The shift from one kind of museum to another is mirrored in the scholarly discourse. The
Jewish Museum occupies a fundamental place in the major post-1989 cultural studies of
Berlin undertaken in the 1990s and early 2000s including: Huyssen (2003), Young (2000), Till
(2005), and Webber (2008). Interestingly enough, these texts barely mention Museum Island
because at that time Museum Island was merely the place where one visited the Pergamon or
picnicked among the urban ruins. Much has changed since then.

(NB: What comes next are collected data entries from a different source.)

#[cfg(test)]
mod tests {
    use super::*;
    use crate::types::Side;
    use rust_decimal_macros::dec;

    const HOUR_MS: i64 = 3_600_000;

    fn make_bars(prices: &[f64]) -> Vec<PriceBar> {
        prices
            .iter()
            .enumerate()
            .map(|(i, &p)| PriceBar::new(i as i64 * HOUR_MS, p))
            .collect()
    }

    #[test]
    fn test_sma_rejects_fast_not_below_slow() {
        let err = SimpleMovingAverageStrategy::new(10, 5).unwrap_err();
        assert!(matches!(err, EngineError::InvalidConfiguration(_)));

        let err = SimpleMovingAverageStrategy::new(5, 5).unwrap_err();
        assert!(matches!(err, EngineError::InvalidConfiguration(_)));
    }

    #[test]
    fn test_sma_rejects_zero_window() {
        assert!(matches!(
            SimpleMovingAverageStrategy::new(0, 5),
            Err(EngineError::InvalidConfiguration(_))
        ));
    }

    #[test]
    fn test_sma_positions_rise_then_drop() {
        let strat = SimpleMovingAverageStrategy::new(2, 3).unwrap();
        let bars = make_bars(&[100.0, 100.0, 100.0, 110.0, 110.0, 90.0]);

        let positions: Vec<i8> = strat
            .generate_target_positions(&bars)
            .into_iter()
            .map(TargetPosition::as_i8)
            .collect();
        // t2: fast == slow counts as not above
        assert_eq!(positions, vec![0, 0, 0, 1, 1, 0]);

        let signals = strat.generate_signals(&bars);
        assert_eq!(
            signals,
            vec![Signal::buy(3 * HOUR_MS), Signal::sell(5 * HOUR_MS)]
        );
    }

    #[test]
    fn test_sma_constant_price_never_signals() {
        let pairs = [(2, 3), (3, 7), (5, 20), (10, 30)];
        let prices = [0.000123, 0.1, 0.3, 0.7, 1.0, 1.1, 2.675, 100.0, 123.45, 43_000.0];
        for (fast, slow) in pairs {
            let strat = SimpleMovingAverageStrategy::new(fast, slow).unwrap();
            for price in prices {
                let bars = make_bars(&[price; 200]);
                assert!(
                    strat
                        .generate_target_positions(&bars)
                        .iter()
                        .all(|p| *p == TargetPosition::Flat),
                    "SMA({fast}, {slow}) went long on constant {price}"
                );
                assert!(strat.generate_signals(&bars).is_empty());
            }
        }
    }

    #[test]
    fn test_sma_flat_tail_after_volatility_is_flat() {
        let mut prices: Vec<f64> = (0..500)
            .map(|i| 100.0 + ((i as f64) / 7.0).sin() * 25.0)
            .collect();
        prices.extend(std::iter::repeat(123.45).take(100));
        let bars = make_bars(&prices);

        for (fast, slow) in [(3, 7), (5, 20), (10, 30)] {
            let strat = SimpleMovingAverageStrategy::new(fast, slow).unwrap();
            let positions = strat.generate_target_positions(&bars);
            // Once the slow window lies entirely inside the tail
            let tail_long = positions[500 + slow - 1..]
                .iter()
                .filter(|p| **p == TargetPosition::Long)
                .count();
            assert_eq!(tail_long, 0, "SMA({fast}, {slow}) long on flat tail");
        }
    }

    #[test]
    fn test_rolling_mean_matches_window_average() {
        let mut mean = RollingMean::new(3);
        assert_eq!(mean.next(dec!(1)), None);
        assert_eq!(mean.next(dec!(2)), None);
        assert_eq!(mean.next(dec!(6)), Some(dec!(3)));
        assert_eq!(mean.next(dec!(0.1)), Some(dec!(2.7)));
        mean.reset();
        assert_eq!(mean.next(dec!(5)), None);
    }

    #[test]
    fn test_sma_short_series_stays_flat() {
        let strat = SimpleMovingAverageStrategy::new(2, 3).unwrap();
        assert!(strat.generate_target_positions(&[]).is_empty());

        let one = make_bars(&[100.0]);
        assert_eq!(
            strat.generate_target_positions(&one),
            vec![TargetPosition::Flat]
        );
        assert!(strat.generate_signals(&one).is_empty());

        // Rising prices, but the slow average is not yet defined
        let two = make_bars(&[100.0, 200.0]);
        assert!(strat.generate_signals(&two).is_empty());
    }

    #[test]
    fn test_sma_rising_series_buys_once() {
        let strat = SimpleMovingAverageStrategy::new(2, 3).unwrap();
        let prices: Vec<f64> = (0..10).map(|i| 100.0 + i as f64).collect();
        let bars = make_bars(&prices);

        let signals = strat.generate_signals(&bars);
        assert_eq!(signals, vec![Signal::buy(2 * HOUR_MS)]);
    }

    #[test]
    fn test_generation_is_repeatable() {
        let strat = SimpleMovingAverageStrategy::new(2, 5).unwrap();
        let prices: Vec<f64> = (0..40)
            .map(|i| 100.0 + ((i as f64) * 0.7).sin() * 10.0)
            .collect();
        let bars = make_bars(&prices);

        let first = strat.generate_signals(&bars);
        let second = strat.generate_signals(&bars);
        assert_eq!(first, second);
        assert!(!first.is_empty());
    }

    #[test]
    fn test_positions_to_signals_alternates() {
        use TargetPosition::{Flat, Long};
        let bars = make_bars(&[1.0; 7]);
        let positions = [Long, Long, Flat, Flat, Long, Flat, Flat];

        let sides: Vec<Side> = positions_to_signals(&bars, &positions)
            .into_iter()
            .map(|s| s.side)
            .collect();
        assert_eq!(sides, vec![Side::Buy, Side::Sell, Side::Buy, Side::Sell]);
    }

    #[test]
    fn test_momentum_goes_long_on_strong_rise() {
        let strat = MomentumStrategy::new(2, 5.0).unwrap();
        let bars = make_bars(&[100.0, 100.0, 100.0, 110.0, 121.0, 121.0, 121.0]);

        let positions: Vec<i8> = strat
            .generate_target_positions(&bars)
            .into_iter()
            .map(TargetPosition::as_i8)
            .collect();
        assert_eq!(positions, vec![0, 0, 0, 1, 1, 1, 0]);
        assert_eq!(strat.generate_signals(&bars).len(), 2);
    }

    #[test]
    fn test_momentum_rejects_zero_lookback() {
        assert!(MomentumStrategy::new(0, 1.0).is_err());
        assert!(MomentumStrategy::new(3, f64::NAN).is_err());
    }

    #[test]
    fn test_mean_reversion_buys_dip_and_exits_at_mean() {
        let strat = MeanReversionStrategy::new(5, 1.0).unwrap();
        let mut prices = vec![100.0; 7];
        prices.push(80.0); // collapse below the lower band
        prices.push(82.0);
        prices.push(120.0); // snaps back above the mean
        let bars = make_bars(&prices);

        let signals = strat.generate_signals(&bars);
        assert_eq!(signals.len(), 2);
        assert_eq!(signals[0], Signal::buy(7 * HOUR_MS));
        assert_eq!(signals[1], Signal::sell(9 * HOUR_MS));
    }

    #[test]
    fn test_mean_reversion_rejects_bad_params() {
        assert!(MeanReversionStrategy::new(1, 2.0).is_err());
        assert!(MeanReversionStrategy::new(20, 0.0).is_err());
    }

    #[test]
    fn test_build_strategy_dispatches() {
        let strat = build_strategy(&StrategyKind::default()).unwrap();
        assert_eq!(strat.name(), "SMA(10, 30)");

        let strat = build_strategy(&StrategyKind::Momentum {
            lookback: 3,
            threshold_pct: 1.0,
        })
        .unwrap();
        assert!(strat.name().starts_with("Momentum"));

        assert!(build_strategy(&StrategyKind::Sma {
            fast_window: 30,
            slow_window: 10
        })
        .is_err());
    }
}
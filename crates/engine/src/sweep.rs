//! Parameter sweep over SMA window pairs
//!
//! Every (fast, slow) combination is an independent backtest on the same
//! price series. Runs are spread over tokio's blocking pool; the only shared
//! state is the progress tracker.

use serde::{Deserialize, Serialize};
use std::cmp::Ordering as CmpOrdering;
use std::sync::{
    atomic::{AtomicBool, AtomicU32, Ordering},
    Arc, RwLock,
};
use tokio::task::JoinSet;
use tracing::{info, warn};

use crate::engine::BacktestEngine;
use crate::types::{BacktestConfig, PriceBar, SimulatorConfig, StrategyKind, Summary};

// ============================================================================
// Types
// ============================================================================

/// Request to sweep SMA window pairs
#[derive(Debug, Clone, Serialize, Deserialize)]
pub struct SweepRequest {
    pub symbol: String,
    pub interval: String,
    pub fast_windows: Vec<usize>,
    pub slow_windows: Vec<usize>,
    pub simulator: SimulatorConfig,
    /// Number of top results to return (default 5)
    pub top_n: Option<usize>,
}

impl Default for SweepRequest {
    fn default() -> Self {
        Self {
            symbol: "BTCUSDT".to_string(),
            interval: "1h".to_string(),
            fast_windows: vec![5, 10, 15, 20],
            slow_windows: vec![20, 30, 50, 100],
            simulator: SimulatorConfig::default(),
            top_n: None,
        }
    }
}

/// One ranked sweep outcome
#[derive(Debug, Clone, Serialize, Deserialize)]
pub struct SweepResult {
    pub rank: usize,
    pub fast_window: usize,
    pub slow_window: usize,
    pub summary: Summary,
}

/// Sweep run status
#[derive(Debug, Clone, Copy, PartialEq, Eq, Serialize, Deserialize)]
#[serde(rename_all = "snake_case")]
pub enum SweepStatus {
    Idle,
    Running,
    Complete,
    Cancelled,
}

/// Shared progress tracker between the caller and the sweep task
pub struct SweepProgress {
    pub status: RwLock<SweepStatus>,
    pub total_combinations: AtomicU32,
    pub completed: AtomicU32,
    pub failed: AtomicU32,
    pub cancelled: AtomicBool,
}

impl SweepProgress {
    pub fn new() -> Self {
        Self {
            status: RwLock::new(SweepStatus::Idle),
            total_combinations: AtomicU32::new(0),
            completed: AtomicU32::new(0),
            failed: AtomicU32::new(0),
            cancelled: AtomicBool::new(false),
        }
    }

    pub fn cancel(&self) {
        self.cancelled.store(true, Ordering::Relaxed);
    }

    pub fn is_cancelled(&self) -> bool {
        self.cancelled.load(Ordering::Relaxed)
    }

    /// Get progress as percentage
    pub fn progress_pct(&self) -> f32 {
        let total = self.total_combinations.load(Ordering::Relaxed);
        let done = self.completed.load(Ordering::Relaxed);
        if total == 0 {
            0.0
        } else {
            (done as f32 / total as f32) * 100.0
        }
    }

    pub fn status(&self) -> SweepStatus {
        self.status
            .read()
            .map(|s| *s)
            .unwrap_or(SweepStatus::Idle)
    }

    fn set_status(&self, status: SweepStatus) {
        if let Ok(mut guard) = self.status.write() {
            *guard = status;
        }
    }
}

impl Default for SweepProgress {
    fn default() -> Self {
        Self::new()
    }
}

// ============================================================================
// Grid Generation
// ============================================================================

/// All (fast, slow) pairs with fast < slow, in input order
pub fn generate_sma_grid(fast_windows: &[usize], slow_windows: &[usize]) -> Vec<(usize, usize)> {
    let mut grid = Vec::with_capacity(fast_windows.len() * slow_windows.len());
    for &fast in fast_windows {
        for &slow in slow_windows {
            if fast > 0 && fast < slow {
                grid.push((fast, slow));
            }
        }
    }
    grid
}

// ============================================================================
// Ranking
// ============================================================================

/// Higher return first, then the shallower drawdown
fn compare_results(a: &SweepResult, b: &SweepResult) -> CmpOrdering {
    b.summary
        .total_return_pct
        .total_cmp(&a.summary.total_return_pct)
        .then_with(|| {
            b.summary
                .max_drawdown_pct
                .total_cmp(&a.summary.max_drawdown_pct)
        })
        .then_with(|| (a.fast_window, a.slow_window).cmp(&(b.fast_window, b.slow_window)))
}

fn rank_results(mut results: Vec<SweepResult>, top_n: usize) -> Vec<SweepResult> {
    results.sort_by(compare_results);
    results.truncate(top_n);
    for (i, r) in results.iter_mut().enumerate() {
        r.rank = i + 1;
    }
    results
}

// ============================================================================
// Runner
// ============================================================================

/// Backtest every grid combination in parallel and return the best `top_n`
pub async fn run_sweep(
    request: SweepRequest,
    bars: Arc<Vec<PriceBar>>,
    progress: Arc<SweepProgress>,
) -> Vec<SweepResult> {
    let grid = generate_sma_grid(&request.fast_windows, &request.slow_windows);
    let top_n = request.top_n.unwrap_or(5);

    progress
        .total_combinations
        .store(grid.len() as u32, Ordering::Relaxed);
    progress.completed.store(0, Ordering::Relaxed);
    progress.failed.store(0, Ordering::Relaxed);
    progress.set_status(SweepStatus::Running);

    info!(
        symbol = %request.symbol,
        combinations = grid.len(),
        bars = bars.len(),
        "Starting parameter sweep"
    );

    let mut tasks = JoinSet::new();
    for (fast_window, slow_window) in grid {
        let bars = Arc::clone(&bars);
        let progress = Arc::clone(&progress);
        let config = BacktestConfig {
            symbol: request.symbol.clone(),
            interval: request.interval.clone(),
            start_time: None,
            end_time: None,
            strategy: StrategyKind::Sma {
                fast_window,
                slow_window,
            },
            simulator: request.simulator.clone(),
        };

        tasks.spawn_blocking(move || {
            if progress.is_cancelled() {
                return None;
            }
            let outcome = BacktestEngine::run(&config, &bars);
            progress.completed.fetch_add(1, Ordering::Relaxed);
            match outcome {
                Ok(result) => Some(SweepResult {
                    rank: 0,
                    fast_window,
                    slow_window,
                    summary: result.summary,
                }),
                Err(e) => {
                    progress.failed.fetch_add(1, Ordering::Relaxed);
                    warn!(fast_window, slow_window, error = %e, "Sweep combination failed");
                    None
                }
            }
        });
    }

    let mut results = Vec::new();
    while let Some(joined) = tasks.join_next().await {
        match joined {
            Ok(Some(result)) => results.push(result),
            Ok(None) => {}
            Err(e) => warn!(error = %e, "Sweep task panicked"),
        }
    }

    if progress.is_cancelled() {
        warn!(completed = results.len(), "Sweep cancelled");
        progress.set_status(SweepStatus::Cancelled);
    } else {
        progress.set_status(SweepStatus::Complete);
    }

    let ranked = rank_results(results, top_n);
    info!(returned = ranked.len(), "Sweep complete");
    ranked
}
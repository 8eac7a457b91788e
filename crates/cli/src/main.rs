//! sma-backtest: evaluate a moving-average crossover on historical klines
//!
//! Usage:
//!   sma-backtest run --symbol BTCUSDT --start 2024-01-01 --end 2024-03-01
//!   sma-backtest run --input data/btc_1h.json --fast-window 5 --slow-window 20
//!   sma-backtest sweep --start 2024-01-01 --end 2024-06-01 --fast 5,10 --slow 20,50

use anyhow::{bail, Context};
use chrono::{DateTime, NaiveDate, Utc};
use clap::{Args, Parser, Subcommand};
use engine::{
    load_klines, price_series, run_sweep, save_klines, BacktestConfig, BacktestEngine,
    BacktestResult, BinanceClient, Kline, SimulatorConfig, StrategyKind, SweepProgress,
    SweepRequest, SweepResult,
};
use std::path::PathBuf;
use std::sync::Arc;
use tracing::{error, info};

const APP_VERSION: &str = concat!(env!("CARGO_PKG_VERSION"), "-", env!("GIT_HASH"));

#[derive(Parser)]
#[command(name = "sma-backtest")]
#[command(about = "Backtest a moving-average crossover on historical prices", long_about = None)]
struct Cli {
    /// Enable verbose logging
    #[arg(short, long, global = true)]
    verbose: bool,

    #[command(subcommand)]
    command: Commands,
}

#[derive(Subcommand)]
enum Commands {
    /// Backtest a single SMA(fast, slow) configuration
    Run {
        #[command(flatten)]
        data: DataArgs,
        #[command(flatten)]
        account: AccountArgs,
        /// Fast moving average window
        #[arg(long, default_value_t = 10)]
        fast_window: usize,
        /// Slow moving average window
        #[arg(long, default_value_t = 30)]
        slow_window: usize,
        /// Print every completed trade
        #[arg(long)]
        print_trades: bool,
        /// Optional JSON export path for the full result
        #[arg(long)]
        export: Option<PathBuf>,
    },
    /// Backtest a grid of SMA windows in parallel and rank them
    Sweep {
        #[command(flatten)]
        data: DataArgs,
        #[command(flatten)]
        account: AccountArgs,
        /// Fast windows to try (comma-separated)
        #[arg(long, value_delimiter = ',', default_values_t = [5usize, 10, 15, 20])]
        fast: Vec<usize>,
        /// Slow windows to try (comma-separated)
        #[arg(long, value_delimiter = ',', default_values_t = [20usize, 30, 50, 100])]
        slow: Vec<usize>,
        /// Number of top results to show
        #[arg(long, default_value_t = 5)]
        top_n: usize,
    },
}

/// Where the price history comes from
#[derive(Args, Debug, Clone)]
struct DataArgs {
    /// Trading symbol, e.g. BTCUSDT
    #[arg(long, default_value = "BTCUSDT")]
    symbol: String,
    /// Candle interval, e.g. 1m, 5m, 1h, 1d
    #[arg(long, default_value = "1h")]
    interval: String,
    /// Start date (YYYY-MM-DD or RFC 3339)
    #[arg(long, required_unless_present = "input")]
    start: Option<String>,
    /// End date (YYYY-MM-DD or RFC 3339)
    #[arg(long, required_unless_present = "input")]
    end: Option<String>,
    /// Read klines from a JSON snapshot instead of Binance
    #[arg(long)]
    input: Option<PathBuf>,
    /// Write the fetched klines to a JSON snapshot
    #[arg(long)]
    save_klines: Option<PathBuf>,
}

/// Account sizing
#[derive(Args, Debug, Clone)]
struct AccountArgs {
    /// Initial cash in quote currency
    #[arg(long, default_value_t = 10_000.0)]
    initial_cash: f64,
    /// Fraction of equity to allocate per trade (0-1]
    #[arg(long, default_value_t = 0.1)]
    risk_per_trade: f64,
    /// Realize a position still open on the last bar
    #[arg(long)]
    close_at_end: bool,
}

impl AccountArgs {
    fn simulator_config(&self) -> SimulatorConfig {
        SimulatorConfig {
            initial_cash: self.initial_cash,
            risk_per_trade: self.risk_per_trade,
            close_at_end: self.close_at_end,
        }
    }
}

fn init_logging(verbose: bool) {
    use tracing_subscriber::{fmt, prelude::*, EnvFilter};

    let filter = if verbose {
        EnvFilter::new("debug,engine=debug,sma_backtest=debug")
    } else {
        EnvFilter::new("info,engine=info,sma_backtest=info")
    };

    tracing_subscriber::registry()
        .with(fmt::layer().with_target(false).compact())
        .with(filter)
        .init();
}

/// Parse `YYYY-MM-DD` (midnight UTC) or an RFC 3339 timestamp into epoch millis
fn parse_date(input: &str) -> anyhow::Result<i64> {
    if let Ok(dt) = DateTime::parse_from_rfc3339(input) {
        return Ok(dt.timestamp_millis());
    }
    let date = NaiveDate::parse_from_str(input, "%Y-%m-%d")
        .with_context(|| format!("invalid date '{}', expected YYYY-MM-DD", input))?;
    let midnight = date
        .and_hms_opt(0, 0, 0)
        .with_context(|| format!("invalid date '{}'", input))?;
    Ok(midnight.and_utc().timestamp_millis())
}

fn format_time(ms: i64) -> String {
    DateTime::<Utc>::from_timestamp_millis(ms)
        .map(|dt| dt.format("%Y-%m-%d %H:%M").to_string())
        .unwrap_or_else(|| ms.to_string())
}

#[tokio::main]
async fn main() -> anyhow::Result<()> {
    let cli = Cli::parse();
    init_logging(cli.verbose);
    dotenvy::dotenv().ok();

    match cli.command {
        Commands::Run {
            data,
            account,
            fast_window,
            slow_window,
            print_trades,
            export,
        } => {
            cmd_run(data, account, fast_window, slow_window, print_trades, export).await?;
        }
        Commands::Sweep {
            data,
            account,
            fast,
            slow,
            top_n,
        } => {
            cmd_sweep(data, account, fast, slow, top_n).await?;
        }
    }

    Ok(())
}

// ============================================================================
// Data loading
// ============================================================================

async fn load_data(data: &DataArgs) -> anyhow::Result<(Vec<Kline>, Option<i64>, Option<i64>)> {
    let start = data.start.as_deref().map(parse_date).transpose()?;
    let end = data.end.as_deref().map(parse_date).transpose()?;

    if let (Some(start_ms), Some(end_ms)) = (start, end) {
        if start_ms >= end_ms {
            bail!("--start must be before --end");
        }
    }

    let klines = if let Some(path) = &data.input {
        let loaded = load_klines(path)?;
        let total = loaded.len();
        let klines = filter_range(loaded, start, end);
        if klines.len() < total {
            info!(
                kept = klines.len(),
                total,
                "Trimmed snapshot to the requested date range"
            );
        }
        klines
    } else {
        let (Some(start_ms), Some(end_ms)) = (start, end) else {
            bail!("--start and --end are required when no --input is given");
        };

        let client = match std::env::var("BINANCE_BASE_URL") {
            Ok(url) => BinanceClient::with_base_url(url)?,
            Err(_) => BinanceClient::new()?,
        };
        client
            .get_klines_paginated(&data.symbol, &data.interval, start_ms, end_ms)
            .await?
    };

    if let Some(path) = &data.save_klines {
        save_klines(path, &klines)?;
    }

    Ok((klines, start, end))
}

/// Keep klines whose open time falls within `[start, end]`; missing bounds are open
fn filter_range(klines: Vec<Kline>, start: Option<i64>, end: Option<i64>) -> Vec<Kline> {
    klines
        .into_iter()
        .filter(|k| start.map_or(true, |s| k.open_time >= s))
        .filter(|k| end.map_or(true, |e| k.open_time <= e))
        .collect()
}

// ============================================================================
// Run command
// ============================================================================

async fn cmd_run(
    data: DataArgs,
    account: AccountArgs,
    fast_window: usize,
    slow_window: usize,
    print_trades: bool,
    export: Option<PathBuf>,
) -> anyhow::Result<()> {
    println!("\n=== sma-backtest v{} ===", APP_VERSION);

    let config = BacktestConfig {
        symbol: data.symbol.clone(),
        interval: data.interval.clone(),
        start_time: None,
        end_time: None,
        strategy: StrategyKind::Sma {
            fast_window,
            slow_window,
        },
        simulator: account.simulator_config(),
    };
    // Validate parameters before fetching any data
    engine::build_strategy(&config.strategy)?;
    engine::TradeSimulator::new(config.simulator.clone())?;

    let (klines, start_time, end_time) = load_data(&data).await?;
    if klines.is_empty() {
        error!("No data returned. Aborting.");
        return Ok(());
    }
    info!(
        "Fetched {} candles for {} @ {}",
        klines.len(),
        data.symbol,
        data.interval
    );

    let config = BacktestConfig {
        start_time,
        end_time,
        ..config
    };
    let bars = price_series(&klines);
    let result = BacktestEngine::run(&config, &bars)?;

    print_result(&data, &result, print_trades);

    if let Some(path) = export {
        let json = serde_json::to_string_pretty(&result)?;
        std::fs::write(&path, json)
            .with_context(|| format!("failed to write {}", path.display()))?;
        println!("\nExported result to {}", path.display());
    }

    Ok(())
}

fn print_result(data: &DataArgs, result: &BacktestResult, print_trades: bool) {
    println!("======================================\n");
    if print_trades {
        if result.trades.is_empty() {
            println!("No trades executed.");
        } else {
            println!("Trades:");
            for t in &result.trades {
                println!(
                    "{} → {} | entry={:.2}, exit={:.2}, qty={:.5}, pnl={:.2}",
                    format_time(t.entry_time),
                    format_time(t.exit_time),
                    t.entry_price,
                    t.exit_price,
                    t.qty,
                    t.pnl()
                );
            }
        }
    }

    let summary = &result.summary;
    println!("\n========== BACKTEST SUMMARY ==========");
    println!("Symbol           : {}", data.symbol);
    println!("Interval         : {}", data.interval);
    println!(
        "Period           : {} → {}",
        format_time(result.start_time),
        format_time(result.end_time)
    );
    println!("Strategy         : {}", result.strategy);
    println!("--------------------------------------");
    println!("Start equity     : {:.2}", summary.start_equity);
    println!("End equity       : {:.2}", summary.end_equity);
    println!("Total return     : {:.2}%", summary.total_return_pct);
    println!("Max drawdown     : {:.2}%", summary.max_drawdown_pct);
    println!("# of trades      : {}", summary.num_trades);
    println!("Win rate         : {:.2}%", summary.win_rate_pct);
    if let Some(pos) = &result.open_position {
        println!(
            "Open position    : {:.5} @ {:.2} since {}",
            pos.qty,
            pos.entry_price,
            format_time(pos.entry_time)
        );
    }
    if result.dropped_signals > 0 {
        println!("Dropped signals  : {}", result.dropped_signals);
    }
    println!("======================================");
}

// ============================================================================
// Sweep command
// ============================================================================

async fn cmd_sweep(
    data: DataArgs,
    account: AccountArgs,
    fast: Vec<usize>,
    slow: Vec<usize>,
    top_n: usize,
) -> anyhow::Result<()> {
    println!("\n=== sma-backtest v{} ===", APP_VERSION);

    let simulator = account.simulator_config();
    engine::TradeSimulator::new(simulator.clone())?;
    if engine::generate_sma_grid(&fast, &slow).is_empty() {
        bail!("no window pair satisfies fast < slow");
    }

    let (klines, _, _) = load_data(&data).await?;
    if klines.is_empty() {
        error!("No data returned. Aborting.");
        return Ok(());
    }

    let bars = Arc::new(price_series(&klines));
    engine::validate_series(&bars)?;

    let request = SweepRequest {
        symbol: data.symbol.clone(),
        interval: data.interval.clone(),
        fast_windows: fast,
        slow_windows: slow,
        simulator,
        top_n: Some(top_n),
    };

    let progress = Arc::new(SweepProgress::new());
    let progress_for_ctrlc = progress.clone();
    tokio::spawn(async move {
        tokio::signal::ctrl_c().await.ok();
        info!("Ctrl+C received, requesting cancel...");
        progress_for_ctrlc.cancel();
    });

    let results = run_sweep(request, bars, progress.clone()).await;
    print_sweep(&data, &results);
    Ok(())
}

fn print_sweep(data: &DataArgs, results: &[SweepResult]) {
    println!(
        "\n========== SWEEP: {} @ {} ==========",
        data.symbol, data.interval
    );
    if results.is_empty() {
        println!("No results.");
        return;
    }
    println!(
        "{:>4}  {:>10}  {:>10}  {:>9}  {:>9}  {:>6}  {:>8}",
        "Rank", "Fast", "Slow", "Return%", "MaxDD%", "Trades", "WinRate%"
    );
    for r in results {
        println!(
            "{:>4}  {:>10}  {:>10}  {:>9.2}  {:>9.2}  {:>6}  {:>8.2}",
            r.rank,
            r.fast_window,
            r.slow_window,
            r.summary.total_return_pct,
            r.summary.max_drawdown_pct,
            r.summary.num_trades,
            r.summary.win_rate_pct
        );
    }
}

In order to understand the shift in memory culture (both theory and practice), my paper
seeks to uncover what it meant to be contemporary for Berlin’s memory culture in the 1990s
and early 2000s in contrast with what it means to be contemporary now. I will therefore give
two close readings, the first of the Jewish Museum and the second of the Museum Island. I
will focus on responding to the following questions: What is the history embodied in these
museums? How to characterize these two museums’ takes on history? How do these
museum facilitate encounters with the past and help foster the development of the historical
consciousness of individual visitors within the context of national and international cultural
memory narratives?
I argue that whereas Berlin's Jewish Museum was emblematic of 1990s and early 2000s
memory culture because the post-Holocaust categorical imperative ‘never forget’ functions
as its foundational premise, Museum Island seems to embody the idea of ‘cultural
inheritance’ and the need to do something with this material.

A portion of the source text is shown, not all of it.